Of the study cohort, 54.8% had diabetes for more than 10 years and 25% used insulin. There were no hospital admissions during the study period for 62.1% of participants, whereas 11.1% had at least three hospital admissions. The median last HbA1c recorded was 7%.
Participants were divided into three age groups: 35 to 54 years, 55 to 69 years and 70 to 89 years. These groups were then divided into either a stable HbA1c cluster, an increasing HbA1c cluster or a decreasing HbA1c cluster based on year-to-year HbA1c trends. The stable cluster included 79% of those aged 70 to 89 years, 75% of adults aged 55 to 69 years and 67% of participants aged 35 to 54 years.
In all age categories, adults in the increasing or decreasing HbA1c cluster had a higher likelihood for mortality during follow-up than those in the stable cluster. HbA1c was a predictor for mortality in all age groups. The risk for mortality increased for participants with an HbA1c of 7% or lower in the decreasing cluster, and those with an HbA1c of greater than 7% in the increasing cluster (P < .01 for both).
Adults with an HbA1c of greater than 7% in the decreasing cluster had a higher risk for mortality in the 35-to-54-year age group (OR = 1.6; 95% CI, 1.1-2.3; P = .02), the 55-to-69-year age group (OR = 1.3; 95% CI, 1.1-1.5; P < .01), and the 70-to-89-year age group (OR = 1.4; 95% CI, 1.2-1.5; P < .01). Only adults in the oldest age group had a high mortality risk in the increasing HbA1c cluster.
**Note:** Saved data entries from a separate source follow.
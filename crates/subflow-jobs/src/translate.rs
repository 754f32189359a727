//! Translation job descriptors.
//!
//! Every target language gets its own descriptor. All of them read the
//! directory the transcription job writes its subtitle files into and write
//! to the same translation destination.

use crate::options::{resolve_uri, JobOptions, UriField};
use crate::transcribe::{transcription_output_root_uri, validate_destination};
use serde::{Deserialize, Serialize};
use subflow_common::uri::parent_directory;
use subflow_common::{ensure_trailing_separator, Result};
use uuid::Uuid;

const JSON_EXTENSION: &str = ".json";

/// Content type of the subtitle files handed to translation.
pub const SOURCE_CONTENT_TYPE: &str = "text/plain";

#[derive(Debug, Clone, PartialEq, Eq, Serialize, Deserialize)]
#[serde(rename_all = "PascalCase")]
pub struct InputDataConfig {
    pub content_type: String,
    pub s3_uri: String,
}

#[derive(Debug, Clone, PartialEq, Eq, Serialize, Deserialize)]
#[serde(rename_all = "PascalCase")]
pub struct OutputDataConfig {
    pub s3_uri: String,
}

/// Input of one batch translation job, in the service's field names.
#[derive(Debug, Clone, PartialEq, Eq, Serialize, Deserialize)]
#[serde(rename_all = "PascalCase")]
pub struct TranslateJobDescriptor {
    pub client_token: String,
    pub data_access_role_arn: Option<String>,
    pub input_data_config: InputDataConfig,
    pub output_data_config: OutputDataConfig,
    pub source_language_code: String,
    pub target_language_codes: Vec<String>,
}

impl TranslateJobDescriptor {
    /// Descriptor for a single target language with a fresh client token.
    pub fn for_language(
        source_directory: &str,
        source_language_code: &str,
        target_language_code: &str,
        data_access_role_arn: Option<&str>,
        output_uri: &str,
    ) -> Self {
        Self {
            client_token: Uuid::new_v4().to_string(),
            data_access_role_arn: data_access_role_arn.map(str::to_string),
            input_data_config: InputDataConfig {
                content_type: SOURCE_CONTENT_TYPE.to_string(),
                s3_uri: source_directory.to_string(),
            },
            output_data_config: OutputDataConfig {
                s3_uri: output_uri.to_string(),
            },
            source_language_code: source_language_code.to_string(),
            target_language_codes: vec![target_language_code.to_string()],
        }
    }
}

/// The translation stage's input: one descriptor per target language.
#[derive(Debug, Clone, Default, PartialEq, Eq, Serialize, Deserialize)]
#[serde(rename_all = "PascalCase")]
pub struct TranslateInput {
    pub inputs: Vec<TranslateJobDescriptor>,
}

/// Where translated files are written.
///
/// A translation destination that the transcription output starts with is
/// replaced by the transcription root so translations do not land inside the
/// transcription job's folder.
pub fn translation_output_uri(options: &JobOptions, transcription_output_uri: &str) -> Result<String> {
    options.validate_folder_names()?;
    let mut uri = resolve_uri(options, UriField::TranslationOutput)?;
    validate_destination(&uri)?;
    if uri.ends_with(JSON_EXTENSION) {
        uri = parent_directory(&uri);
    }

    if transcription_output_uri.starts_with(&uri) {
        uri = transcription_output_root_uri(options)?;
    }

    let mut uri = ensure_trailing_separator(uri);
    if let Some(folder) = options.translation_output_folder_name() {
        uri.push_str(folder);
        uri.push('/');
    }
    Ok(uri)
}

/// The directory holding the transcription output file.
pub fn translation_source_directory(transcription_output_uri: &str) -> String {
    parent_directory(transcription_output_uri)
}

/// Build the translation input for already-expanded target languages.
///
/// An empty language list yields an empty `Inputs` list.
pub fn build_translate_input(
    options: &JobOptions,
    transcription_output_uri: &str,
    target_language_codes: &[String],
) -> Result<TranslateInput> {
    let output_uri = translation_output_uri(options, transcription_output_uri)?;
    let source_directory = translation_source_directory(transcription_output_uri);
    let source_language_code = options.translation_source_language_code();
    let role_arn = options.translation_data_access_role_arn();

    let inputs = target_language_codes
        .iter()
        .map(|language| {
            TranslateJobDescriptor::for_language(
                &source_directory,
                source_language_code,
                language,
                role_arn,
                &output_uri,
            )
        })
        .collect();

    Ok(TranslateInput { inputs })
}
The association was significant for those with an HbA1c of 7% or less (OR = 1.4; 95% CI, 1.2-1.7; P < .01) and adults with an HbA1c greater than 7% (OR = 1.2; 95% CI, 1.1-1.3; P < .01).
“This may indicate the importance of glycemic control at [older] age too, though it is unclear why no excess mortality was noted in the lower age groups as well,” the researchers wrote.
Researchers noted several limitations to the study, including the availability of only one HbA1c measurement per year for each participant, the lack of data on comorbidities and blood pressure readings, and missing information on medication usage other than insulin.